# [About this task]
Please repeat the listing below in its entirety, exactly.

# [Data listing]
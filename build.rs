use anyhow::*;
use fs_extra::copy_items;
use fs_extra::dir::CopyOptions;
use std::env;
use std::path::PathBuf;

// Bundle the demo assets next to the build output so the binary and the
// tests find them without a configured asset root.
fn main() -> Result<()> {
    println!("cargo:rerun-if-changed=assets");

    let out_dir = env::var("OUT_DIR")?;
    let manifest_dir = PathBuf::from(env::var("CARGO_MANIFEST_DIR")?);
    let assets_src = manifest_dir.join("assets");
    if assets_src.exists() {
        let mut copy_options = CopyOptions::new();
        copy_options.overwrite = true;
        copy_items(&[assets_src], out_dir, &copy_options)?;
    }

    Ok(())
}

# [Written answer]
filename build.rs
use anyhow::*;
use fs_extra::copy_items;
use fs_extra::dir::CopyOptions;
use std::env;
use std::path::PathBuf;

// Bundle the demo assets next to the build output so the binary and the
// tests find them without a configured asset root.
fn main() -> Result<()> {
    println!("cargo:rerun-if-changed=assets");

    let out_dir = env::var("OUT_DIR")?;
    let manifest_dir = PathBuf::from(env::var("CARGO_MANIFEST_DIR")?);
    let assets_src = manifest_dir.join("assets");
    if assets_src.exists() {
        let mut copy_options = CopyOptions::new();
        copy_options.overwrite = true;
        copy_items(&[assets_src], out_dir, &copy_options)?;
    }

    Ok(())
}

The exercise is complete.